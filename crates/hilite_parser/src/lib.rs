//! # hilite_parser
//!
//! Parser abstraction layer for hilite.
//!
//! This crate provides:
//! - A `Parser` trait for turning source text into a [`SyntaxTree`]
//! - A built-in bracket-language parser
//!
//! ## Example
//!
//! ```rust
//! use hilite_parser::{BracketParser, Parser};
//!
//! let tree = BracketParser::new().parse("(def x 1) ; one").unwrap();
//! assert_eq!(tree.root().children().count(), 2);
//! ```
//!
//! [`SyntaxTree`]: hilite_ast::SyntaxTree

mod bracket;
mod error;
mod traits;

pub use bracket::BracketParser;
pub use error::ParseError;
pub use traits::Parser;
//! # hilite_ast
//!
//! Syntax tree definitions for hilite.
//!
//! This crate provides the immutable tree that highlighting visitors read
//! concurrently during a pass:
//!
//! - [`SyntaxTree`] stores every element in one flat vector indexed by
//!   [`ElementId`], with parent and child links
//! - [`Element`] is a cheap `Copy` handle for navigating the tree
//! - [`divide`] orders the elements for a pass (children before parents,
//!   visible range before the rest) and records their ranges in a
//!   [`RangeTable`]
//!
//! ## Example
//!
//! ```rust
//! use hilite_ast::{NodeKind, Span, TreeBuilder};
//!
//! let mut builder = TreeBuilder::new();
//! builder.start_node(NodeKind::File, 0);
//! builder.leaf(NodeKind::Atom, Span::new(0, 3));
//! builder.finish_node(3);
//! let tree = builder.finish();
//!
//! assert_eq!(tree.len(), 2);
//! assert_eq!(tree.root().children().count(), 1);
//! ```

mod line_index;
mod order;
mod span;
mod tree;

pub use line_index::LineIndex;
pub use order::{Divided, ElementSequence, RangeTable, divide, post_order};
pub use span::{Location, Position, Span};
pub use tree::{Element, ElementId, NodeData, NodeKind, SyntaxTree, TreeBuilder};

____

_Exercise directions_. Print the data above again, with nothing altered and nothing left out.

_Expected output_.
filename crates/hilite_parser/src/lib.rs
//! # hilite_parser
//!
//! Parser abstraction layer for hilite.
//!
//! This crate provides:
//! - A `Parser` trait for turning source text into a [`SyntaxTree`]
//! - A built-in bracket-language parser
//!
//! ## Example
//!
//! ```rust
//! use hilite_parser::{BracketParser, Parser};
//!
//! let tree = BracketParser::new().parse("(def x 1) ; one").unwrap();
//! assert_eq!(tree.root().children().count(), 2);
//! ```
//!
//! [`SyntaxTree`]: hilite_ast::SyntaxTree

mod bracket;
mod error;
mod traits;

pub use bracket::BracketParser;
pub use error::ParseError;
pub use traits::Parser;
//! # hilite_ast
//!
//! Syntax tree definitions for hilite.
//!
//! This crate provides the immutable tree that highlighting visitors read
//! concurrently during a pass:
//!
//! - [`SyntaxTree`] stores every element in one flat vector indexed by
//!   [`ElementId`], with parent and child links
//! - [`Element`] is a cheap `Copy` handle for navigating the tree
//! - [`divide`] orders the elements for a pass (children before parents,
//!   visible range before the rest) and records their ranges in a
//!   [`RangeTable`]
//!
//! ## Example
//!
//! ```rust
//! use hilite_ast::{NodeKind, Span, TreeBuilder};
//!
//! let mut builder = TreeBuilder::new();
//! builder.start_node(NodeKind::File, 0);
//! builder.leaf(NodeKind::Atom, Span::new(0, 3));
//! builder.finish_node(3);
//! let tree = builder.finish();
//!
//! assert_eq!(tree.len(), 2);
//! assert_eq!(tree.root().children().count(), 1);
//! ```

mod line_index;
mod order;
mod span;
mod tree;

pub use line_index::LineIndex;
pub use order::{Divided, ElementSequence, RangeTable, divide, post_order};
pub use span::{Location, Position, Span};
pub use tree::{Element, ElementId, NodeData, NodeKind, SyntaxTree, TreeBuilder};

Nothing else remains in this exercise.